Each line with the word "locations" must appear in the answer, copied from the records.

*EXTRACTED DATA*.
_ _ _ _

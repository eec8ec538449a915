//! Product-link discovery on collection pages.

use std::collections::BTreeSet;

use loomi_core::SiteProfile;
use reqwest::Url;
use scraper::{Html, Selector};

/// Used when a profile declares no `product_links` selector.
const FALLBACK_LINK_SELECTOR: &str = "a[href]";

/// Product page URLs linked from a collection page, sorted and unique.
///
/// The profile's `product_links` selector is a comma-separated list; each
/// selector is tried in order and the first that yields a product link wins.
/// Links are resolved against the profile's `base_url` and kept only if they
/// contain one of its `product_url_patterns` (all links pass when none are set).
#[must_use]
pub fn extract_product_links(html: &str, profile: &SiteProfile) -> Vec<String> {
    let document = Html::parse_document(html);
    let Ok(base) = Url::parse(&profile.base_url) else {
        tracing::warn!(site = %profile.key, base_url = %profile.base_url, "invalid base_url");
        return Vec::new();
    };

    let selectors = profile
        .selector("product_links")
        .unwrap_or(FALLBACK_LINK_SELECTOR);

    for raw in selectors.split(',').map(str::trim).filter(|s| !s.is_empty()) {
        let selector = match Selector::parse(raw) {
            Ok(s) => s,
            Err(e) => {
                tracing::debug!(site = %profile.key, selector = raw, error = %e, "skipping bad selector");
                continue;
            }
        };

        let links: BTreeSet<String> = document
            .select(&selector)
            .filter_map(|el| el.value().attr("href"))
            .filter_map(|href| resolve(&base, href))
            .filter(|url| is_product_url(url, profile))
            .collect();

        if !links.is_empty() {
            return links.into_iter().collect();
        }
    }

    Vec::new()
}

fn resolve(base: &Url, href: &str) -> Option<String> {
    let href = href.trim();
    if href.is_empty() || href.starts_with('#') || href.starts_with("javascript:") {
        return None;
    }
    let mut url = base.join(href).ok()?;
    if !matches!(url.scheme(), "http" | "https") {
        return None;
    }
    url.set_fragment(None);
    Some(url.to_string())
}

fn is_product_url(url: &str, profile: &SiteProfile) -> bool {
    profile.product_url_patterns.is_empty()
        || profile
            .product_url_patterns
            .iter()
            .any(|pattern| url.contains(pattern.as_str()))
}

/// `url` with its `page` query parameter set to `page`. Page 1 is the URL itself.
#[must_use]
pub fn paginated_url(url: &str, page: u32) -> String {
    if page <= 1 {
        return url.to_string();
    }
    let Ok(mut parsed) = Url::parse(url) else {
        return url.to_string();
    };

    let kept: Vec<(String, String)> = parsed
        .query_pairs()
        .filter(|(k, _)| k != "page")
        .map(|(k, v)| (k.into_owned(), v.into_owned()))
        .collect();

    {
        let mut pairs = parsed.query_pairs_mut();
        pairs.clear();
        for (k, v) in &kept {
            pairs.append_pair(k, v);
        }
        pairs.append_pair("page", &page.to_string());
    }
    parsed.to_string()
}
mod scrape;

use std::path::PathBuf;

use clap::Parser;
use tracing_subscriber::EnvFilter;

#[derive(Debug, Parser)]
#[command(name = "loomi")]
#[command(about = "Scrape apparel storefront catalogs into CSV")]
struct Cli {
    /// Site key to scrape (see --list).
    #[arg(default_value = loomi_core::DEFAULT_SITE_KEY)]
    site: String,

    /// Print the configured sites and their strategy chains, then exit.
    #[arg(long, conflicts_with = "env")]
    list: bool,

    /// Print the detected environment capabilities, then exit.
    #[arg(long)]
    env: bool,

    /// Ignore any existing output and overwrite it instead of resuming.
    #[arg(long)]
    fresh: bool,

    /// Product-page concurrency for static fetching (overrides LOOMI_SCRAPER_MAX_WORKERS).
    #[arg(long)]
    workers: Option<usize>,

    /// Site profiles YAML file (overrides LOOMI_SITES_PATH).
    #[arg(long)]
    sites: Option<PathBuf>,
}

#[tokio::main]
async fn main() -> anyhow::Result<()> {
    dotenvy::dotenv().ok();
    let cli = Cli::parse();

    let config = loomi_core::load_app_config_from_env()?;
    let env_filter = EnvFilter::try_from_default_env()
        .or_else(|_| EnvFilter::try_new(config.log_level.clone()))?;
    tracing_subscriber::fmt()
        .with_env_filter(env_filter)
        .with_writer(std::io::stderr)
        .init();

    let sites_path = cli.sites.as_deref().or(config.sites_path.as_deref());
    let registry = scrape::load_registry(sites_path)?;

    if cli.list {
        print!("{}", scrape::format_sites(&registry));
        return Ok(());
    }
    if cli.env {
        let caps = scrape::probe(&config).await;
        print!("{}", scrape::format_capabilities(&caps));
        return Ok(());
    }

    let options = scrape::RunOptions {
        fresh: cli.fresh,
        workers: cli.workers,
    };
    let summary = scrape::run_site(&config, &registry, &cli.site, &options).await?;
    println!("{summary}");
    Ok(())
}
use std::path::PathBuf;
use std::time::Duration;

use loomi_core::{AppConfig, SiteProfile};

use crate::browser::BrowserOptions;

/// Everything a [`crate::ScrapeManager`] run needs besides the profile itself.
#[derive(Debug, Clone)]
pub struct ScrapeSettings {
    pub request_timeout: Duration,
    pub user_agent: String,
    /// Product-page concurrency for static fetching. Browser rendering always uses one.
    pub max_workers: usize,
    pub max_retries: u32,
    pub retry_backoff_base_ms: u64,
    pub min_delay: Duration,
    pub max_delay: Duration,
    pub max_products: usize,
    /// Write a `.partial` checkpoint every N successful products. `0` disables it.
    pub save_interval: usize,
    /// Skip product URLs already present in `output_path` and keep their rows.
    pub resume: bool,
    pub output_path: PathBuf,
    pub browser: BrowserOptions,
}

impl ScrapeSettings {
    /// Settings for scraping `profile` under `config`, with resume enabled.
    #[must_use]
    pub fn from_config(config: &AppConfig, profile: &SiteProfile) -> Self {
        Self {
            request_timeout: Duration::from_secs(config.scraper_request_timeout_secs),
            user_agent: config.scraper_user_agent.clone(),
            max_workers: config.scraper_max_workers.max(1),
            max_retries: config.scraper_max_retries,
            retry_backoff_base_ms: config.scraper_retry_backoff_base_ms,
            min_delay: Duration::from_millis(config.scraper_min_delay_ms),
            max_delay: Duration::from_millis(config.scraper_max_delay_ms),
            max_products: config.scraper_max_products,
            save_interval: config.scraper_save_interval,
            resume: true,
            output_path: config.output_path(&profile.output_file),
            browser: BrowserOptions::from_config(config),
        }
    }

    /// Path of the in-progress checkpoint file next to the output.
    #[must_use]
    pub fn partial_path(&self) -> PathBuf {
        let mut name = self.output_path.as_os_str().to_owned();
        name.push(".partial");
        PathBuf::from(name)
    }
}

_ _ _ _

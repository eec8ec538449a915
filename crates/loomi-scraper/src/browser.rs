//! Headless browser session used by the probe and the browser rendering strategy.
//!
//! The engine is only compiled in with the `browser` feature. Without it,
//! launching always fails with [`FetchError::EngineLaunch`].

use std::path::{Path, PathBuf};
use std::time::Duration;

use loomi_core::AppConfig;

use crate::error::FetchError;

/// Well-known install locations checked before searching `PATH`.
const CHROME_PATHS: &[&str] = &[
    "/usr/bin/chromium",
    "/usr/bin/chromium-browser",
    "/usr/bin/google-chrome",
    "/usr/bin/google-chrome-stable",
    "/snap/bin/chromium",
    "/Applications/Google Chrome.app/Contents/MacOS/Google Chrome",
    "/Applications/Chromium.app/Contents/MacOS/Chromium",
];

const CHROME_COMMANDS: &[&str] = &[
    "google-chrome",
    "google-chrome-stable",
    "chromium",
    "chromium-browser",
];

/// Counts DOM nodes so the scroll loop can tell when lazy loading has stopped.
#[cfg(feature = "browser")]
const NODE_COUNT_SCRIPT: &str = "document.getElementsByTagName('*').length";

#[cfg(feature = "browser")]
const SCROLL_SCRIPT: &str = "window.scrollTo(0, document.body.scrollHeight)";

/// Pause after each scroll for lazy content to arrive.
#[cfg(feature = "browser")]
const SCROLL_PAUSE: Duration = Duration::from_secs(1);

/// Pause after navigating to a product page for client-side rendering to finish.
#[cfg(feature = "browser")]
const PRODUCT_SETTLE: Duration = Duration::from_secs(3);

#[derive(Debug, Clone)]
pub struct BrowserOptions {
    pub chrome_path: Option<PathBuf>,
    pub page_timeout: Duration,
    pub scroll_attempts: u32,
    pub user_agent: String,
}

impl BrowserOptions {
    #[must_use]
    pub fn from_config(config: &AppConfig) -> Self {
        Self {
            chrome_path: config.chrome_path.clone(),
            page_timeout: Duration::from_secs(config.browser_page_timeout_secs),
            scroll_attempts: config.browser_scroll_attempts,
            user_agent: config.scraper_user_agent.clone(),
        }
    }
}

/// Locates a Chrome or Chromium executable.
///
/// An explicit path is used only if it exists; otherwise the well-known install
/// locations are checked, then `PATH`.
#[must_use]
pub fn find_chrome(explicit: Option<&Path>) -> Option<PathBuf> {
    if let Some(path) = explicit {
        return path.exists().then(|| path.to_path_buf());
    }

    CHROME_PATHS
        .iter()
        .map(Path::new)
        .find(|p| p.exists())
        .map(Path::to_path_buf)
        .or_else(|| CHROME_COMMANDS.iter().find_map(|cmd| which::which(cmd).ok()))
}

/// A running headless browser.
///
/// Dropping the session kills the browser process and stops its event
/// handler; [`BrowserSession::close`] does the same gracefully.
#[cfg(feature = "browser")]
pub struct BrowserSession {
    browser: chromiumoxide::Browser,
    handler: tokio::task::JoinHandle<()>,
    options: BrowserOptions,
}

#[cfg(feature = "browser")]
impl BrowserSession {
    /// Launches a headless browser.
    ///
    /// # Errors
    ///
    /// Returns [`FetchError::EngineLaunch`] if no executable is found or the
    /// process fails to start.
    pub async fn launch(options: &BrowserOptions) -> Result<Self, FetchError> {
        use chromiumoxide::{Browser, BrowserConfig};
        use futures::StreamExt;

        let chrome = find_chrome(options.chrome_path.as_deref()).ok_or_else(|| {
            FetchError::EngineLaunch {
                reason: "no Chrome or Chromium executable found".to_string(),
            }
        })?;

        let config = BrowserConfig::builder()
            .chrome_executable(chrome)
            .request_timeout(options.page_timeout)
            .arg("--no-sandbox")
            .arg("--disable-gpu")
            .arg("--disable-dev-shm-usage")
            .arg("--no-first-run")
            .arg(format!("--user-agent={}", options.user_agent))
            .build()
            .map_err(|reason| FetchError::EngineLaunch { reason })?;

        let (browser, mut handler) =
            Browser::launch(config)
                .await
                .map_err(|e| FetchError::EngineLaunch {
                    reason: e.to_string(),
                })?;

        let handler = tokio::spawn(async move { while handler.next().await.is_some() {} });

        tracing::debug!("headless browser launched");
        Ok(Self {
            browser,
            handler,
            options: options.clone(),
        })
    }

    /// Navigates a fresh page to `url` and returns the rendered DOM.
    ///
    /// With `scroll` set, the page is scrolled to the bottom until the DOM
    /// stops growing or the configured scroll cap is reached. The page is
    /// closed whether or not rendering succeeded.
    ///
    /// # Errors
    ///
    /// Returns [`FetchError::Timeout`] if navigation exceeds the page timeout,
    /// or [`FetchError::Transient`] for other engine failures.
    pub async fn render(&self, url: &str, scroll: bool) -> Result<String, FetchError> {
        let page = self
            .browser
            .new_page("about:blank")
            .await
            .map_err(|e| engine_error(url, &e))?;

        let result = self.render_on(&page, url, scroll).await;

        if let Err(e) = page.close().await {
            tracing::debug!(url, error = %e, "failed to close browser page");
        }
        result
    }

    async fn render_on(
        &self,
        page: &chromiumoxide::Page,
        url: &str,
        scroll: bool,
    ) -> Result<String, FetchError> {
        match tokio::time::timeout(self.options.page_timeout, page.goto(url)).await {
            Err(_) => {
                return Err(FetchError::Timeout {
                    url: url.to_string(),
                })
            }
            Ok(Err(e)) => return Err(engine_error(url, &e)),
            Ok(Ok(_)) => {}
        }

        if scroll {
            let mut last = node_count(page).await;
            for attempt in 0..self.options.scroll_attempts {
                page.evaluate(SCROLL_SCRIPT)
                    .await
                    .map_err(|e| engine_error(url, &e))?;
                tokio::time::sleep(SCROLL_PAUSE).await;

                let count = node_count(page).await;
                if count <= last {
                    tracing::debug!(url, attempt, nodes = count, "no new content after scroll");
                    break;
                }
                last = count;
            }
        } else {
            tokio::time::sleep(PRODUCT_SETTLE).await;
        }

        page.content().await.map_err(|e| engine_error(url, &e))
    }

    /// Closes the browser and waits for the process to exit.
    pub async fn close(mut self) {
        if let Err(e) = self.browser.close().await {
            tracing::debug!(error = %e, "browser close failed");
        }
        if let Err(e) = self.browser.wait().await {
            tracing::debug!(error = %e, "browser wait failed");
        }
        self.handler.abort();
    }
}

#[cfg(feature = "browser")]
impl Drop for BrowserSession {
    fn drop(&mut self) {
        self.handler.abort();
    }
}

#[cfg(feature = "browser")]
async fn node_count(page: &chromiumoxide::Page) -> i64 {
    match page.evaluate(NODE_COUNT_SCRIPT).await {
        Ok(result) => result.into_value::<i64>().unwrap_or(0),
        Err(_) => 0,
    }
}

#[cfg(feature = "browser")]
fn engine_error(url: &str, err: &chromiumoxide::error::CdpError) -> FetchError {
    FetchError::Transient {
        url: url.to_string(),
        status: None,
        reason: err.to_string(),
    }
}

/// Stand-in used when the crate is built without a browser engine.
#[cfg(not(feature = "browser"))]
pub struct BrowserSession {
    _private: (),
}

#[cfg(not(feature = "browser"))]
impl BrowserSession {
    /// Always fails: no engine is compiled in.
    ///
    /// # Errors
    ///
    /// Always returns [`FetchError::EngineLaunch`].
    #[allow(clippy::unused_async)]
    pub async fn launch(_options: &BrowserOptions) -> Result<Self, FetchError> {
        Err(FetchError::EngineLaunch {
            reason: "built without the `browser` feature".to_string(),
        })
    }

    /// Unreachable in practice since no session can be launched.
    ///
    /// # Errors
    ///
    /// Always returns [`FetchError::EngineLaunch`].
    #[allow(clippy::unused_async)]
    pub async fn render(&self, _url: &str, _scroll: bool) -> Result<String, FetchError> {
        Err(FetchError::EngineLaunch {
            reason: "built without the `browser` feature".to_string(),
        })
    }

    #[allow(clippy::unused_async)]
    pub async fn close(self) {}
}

_ _ _ _

*EXERCISE OUTPUT*.
/// Well-known install locations checked before searching `PATH`.
/// locations are checked, then `PATH`.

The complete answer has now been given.